Exercise objective — Find "filename src/application/strategies/traits.rs" and "fn analyze(&self, ctx: &AnalysisContext<'_>)" in the records below. Copy the lines holding them and every line between, exactly, and no others.
::: Data for the task :::
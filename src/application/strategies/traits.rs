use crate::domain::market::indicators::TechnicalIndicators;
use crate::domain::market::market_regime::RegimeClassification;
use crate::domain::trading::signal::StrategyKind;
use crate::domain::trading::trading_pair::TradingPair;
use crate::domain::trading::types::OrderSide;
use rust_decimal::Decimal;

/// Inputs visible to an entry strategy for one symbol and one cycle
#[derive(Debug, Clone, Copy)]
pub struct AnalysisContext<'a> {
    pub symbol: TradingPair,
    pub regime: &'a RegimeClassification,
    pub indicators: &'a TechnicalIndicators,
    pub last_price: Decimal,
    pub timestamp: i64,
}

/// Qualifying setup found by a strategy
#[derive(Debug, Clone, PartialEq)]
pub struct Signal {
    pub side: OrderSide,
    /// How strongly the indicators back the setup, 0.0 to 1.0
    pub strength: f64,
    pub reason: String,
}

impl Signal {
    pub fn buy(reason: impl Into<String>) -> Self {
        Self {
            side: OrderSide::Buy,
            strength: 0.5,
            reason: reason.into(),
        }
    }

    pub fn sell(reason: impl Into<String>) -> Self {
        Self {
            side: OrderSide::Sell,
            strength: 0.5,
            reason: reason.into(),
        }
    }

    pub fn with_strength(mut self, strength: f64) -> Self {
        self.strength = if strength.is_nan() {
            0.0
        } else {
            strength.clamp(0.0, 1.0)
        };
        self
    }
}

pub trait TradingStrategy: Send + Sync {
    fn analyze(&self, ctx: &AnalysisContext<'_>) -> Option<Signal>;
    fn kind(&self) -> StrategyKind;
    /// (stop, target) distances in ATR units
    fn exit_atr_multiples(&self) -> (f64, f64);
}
:::
::: Data for the task :::
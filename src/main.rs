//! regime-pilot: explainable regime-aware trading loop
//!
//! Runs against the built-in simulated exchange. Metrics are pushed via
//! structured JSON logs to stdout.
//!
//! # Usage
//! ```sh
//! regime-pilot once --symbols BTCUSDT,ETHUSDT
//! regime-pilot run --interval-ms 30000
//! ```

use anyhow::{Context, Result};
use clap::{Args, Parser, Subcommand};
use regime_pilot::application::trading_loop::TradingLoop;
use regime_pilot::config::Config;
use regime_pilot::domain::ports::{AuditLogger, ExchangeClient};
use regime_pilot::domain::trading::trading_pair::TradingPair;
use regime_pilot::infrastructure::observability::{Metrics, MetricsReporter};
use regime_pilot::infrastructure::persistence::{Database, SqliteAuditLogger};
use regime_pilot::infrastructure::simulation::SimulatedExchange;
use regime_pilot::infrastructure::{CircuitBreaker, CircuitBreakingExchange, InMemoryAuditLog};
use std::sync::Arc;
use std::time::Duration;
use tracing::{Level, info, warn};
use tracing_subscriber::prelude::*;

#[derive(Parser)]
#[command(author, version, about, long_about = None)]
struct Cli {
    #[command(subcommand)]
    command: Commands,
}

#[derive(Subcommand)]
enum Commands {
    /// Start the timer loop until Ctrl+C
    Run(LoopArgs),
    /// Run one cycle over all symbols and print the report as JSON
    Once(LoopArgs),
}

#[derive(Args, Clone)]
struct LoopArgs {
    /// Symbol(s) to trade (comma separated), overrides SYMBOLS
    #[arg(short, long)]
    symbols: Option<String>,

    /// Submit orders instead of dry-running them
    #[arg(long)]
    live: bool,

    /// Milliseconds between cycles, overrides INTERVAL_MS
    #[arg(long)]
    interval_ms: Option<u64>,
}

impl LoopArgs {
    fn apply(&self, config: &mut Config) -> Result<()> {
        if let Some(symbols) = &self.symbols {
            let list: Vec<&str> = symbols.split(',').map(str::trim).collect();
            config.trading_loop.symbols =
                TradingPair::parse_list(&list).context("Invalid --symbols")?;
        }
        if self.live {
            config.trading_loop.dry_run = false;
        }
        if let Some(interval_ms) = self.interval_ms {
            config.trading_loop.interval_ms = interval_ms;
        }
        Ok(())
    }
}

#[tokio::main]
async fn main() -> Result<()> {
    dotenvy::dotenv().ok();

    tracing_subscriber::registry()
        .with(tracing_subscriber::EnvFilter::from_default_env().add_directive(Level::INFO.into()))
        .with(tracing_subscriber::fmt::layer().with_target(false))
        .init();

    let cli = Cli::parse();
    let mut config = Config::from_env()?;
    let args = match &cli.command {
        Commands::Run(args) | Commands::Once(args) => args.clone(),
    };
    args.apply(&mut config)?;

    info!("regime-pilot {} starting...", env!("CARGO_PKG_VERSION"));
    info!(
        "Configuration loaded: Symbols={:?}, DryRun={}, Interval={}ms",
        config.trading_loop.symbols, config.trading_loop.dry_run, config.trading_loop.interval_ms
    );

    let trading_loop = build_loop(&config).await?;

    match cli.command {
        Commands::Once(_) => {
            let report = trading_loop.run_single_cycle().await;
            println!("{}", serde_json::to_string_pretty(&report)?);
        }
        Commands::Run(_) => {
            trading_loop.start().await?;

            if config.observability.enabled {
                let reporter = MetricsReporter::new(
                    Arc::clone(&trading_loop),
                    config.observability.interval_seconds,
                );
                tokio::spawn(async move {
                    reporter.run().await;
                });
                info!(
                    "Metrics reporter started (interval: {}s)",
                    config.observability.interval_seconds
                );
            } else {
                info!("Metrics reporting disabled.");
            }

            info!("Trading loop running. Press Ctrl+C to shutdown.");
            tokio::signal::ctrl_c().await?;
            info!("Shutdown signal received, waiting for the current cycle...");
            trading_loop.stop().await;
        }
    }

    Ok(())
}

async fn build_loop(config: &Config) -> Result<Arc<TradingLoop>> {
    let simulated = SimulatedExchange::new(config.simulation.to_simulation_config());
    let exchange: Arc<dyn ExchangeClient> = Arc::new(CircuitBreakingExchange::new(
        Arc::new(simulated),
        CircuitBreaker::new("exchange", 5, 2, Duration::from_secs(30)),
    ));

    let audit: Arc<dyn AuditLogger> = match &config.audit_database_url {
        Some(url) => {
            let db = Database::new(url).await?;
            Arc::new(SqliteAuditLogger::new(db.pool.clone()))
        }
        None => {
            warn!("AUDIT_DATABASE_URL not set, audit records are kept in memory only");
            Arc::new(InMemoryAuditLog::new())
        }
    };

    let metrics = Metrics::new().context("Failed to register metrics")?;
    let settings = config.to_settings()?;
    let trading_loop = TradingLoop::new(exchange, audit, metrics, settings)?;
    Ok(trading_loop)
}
:::
Expected answer —
filename src/application/strategies/traits.rs
use crate::domain::market::indicators::TechnicalIndicators;
use crate::domain::market::market_regime::RegimeClassification;
use crate::domain::trading::signal::StrategyKind;
use crate::domain::trading::trading_pair::TradingPair;
use crate::domain::trading::types::OrderSide;
use rust_decimal::Decimal;

/// Inputs visible to an entry strategy for one symbol and one cycle
#[derive(Debug, Clone, Copy)]
pub struct AnalysisContext<'a> {
    pub symbol: TradingPair,
    pub regime: &'a RegimeClassification,
    pub indicators: &'a TechnicalIndicators,
    pub last_price: Decimal,
    pub timestamp: i64,
}

/// Qualifying setup found by a strategy
#[derive(Debug, Clone, PartialEq)]
pub struct Signal {
    pub side: OrderSide,
    /// How strongly the indicators back the setup, 0.0 to 1.0
    pub strength: f64,
    pub reason: String,
}

impl Signal {
    pub fn buy(reason: impl Into<String>) -> Self {
        Self {
            side: OrderSide::Buy,
            strength: 0.5,
            reason: reason.into(),
        }
    }

    pub fn sell(reason: impl Into<String>) -> Self {
        Self {
            side: OrderSide::Sell,
            strength: 0.5,
            reason: reason.into(),
        }
    }

    pub fn with_strength(mut self, strength: f64) -> Self {
        self.strength = if strength.is_nan() {
            0.0
        } else {
            strength.clamp(0.0, 1.0)
        };
        self
    }
}

pub trait TradingStrategy: Send + Sync {
    fn analyze(&self, ctx: &AnalysisContext<'_>) -> Option<Signal>;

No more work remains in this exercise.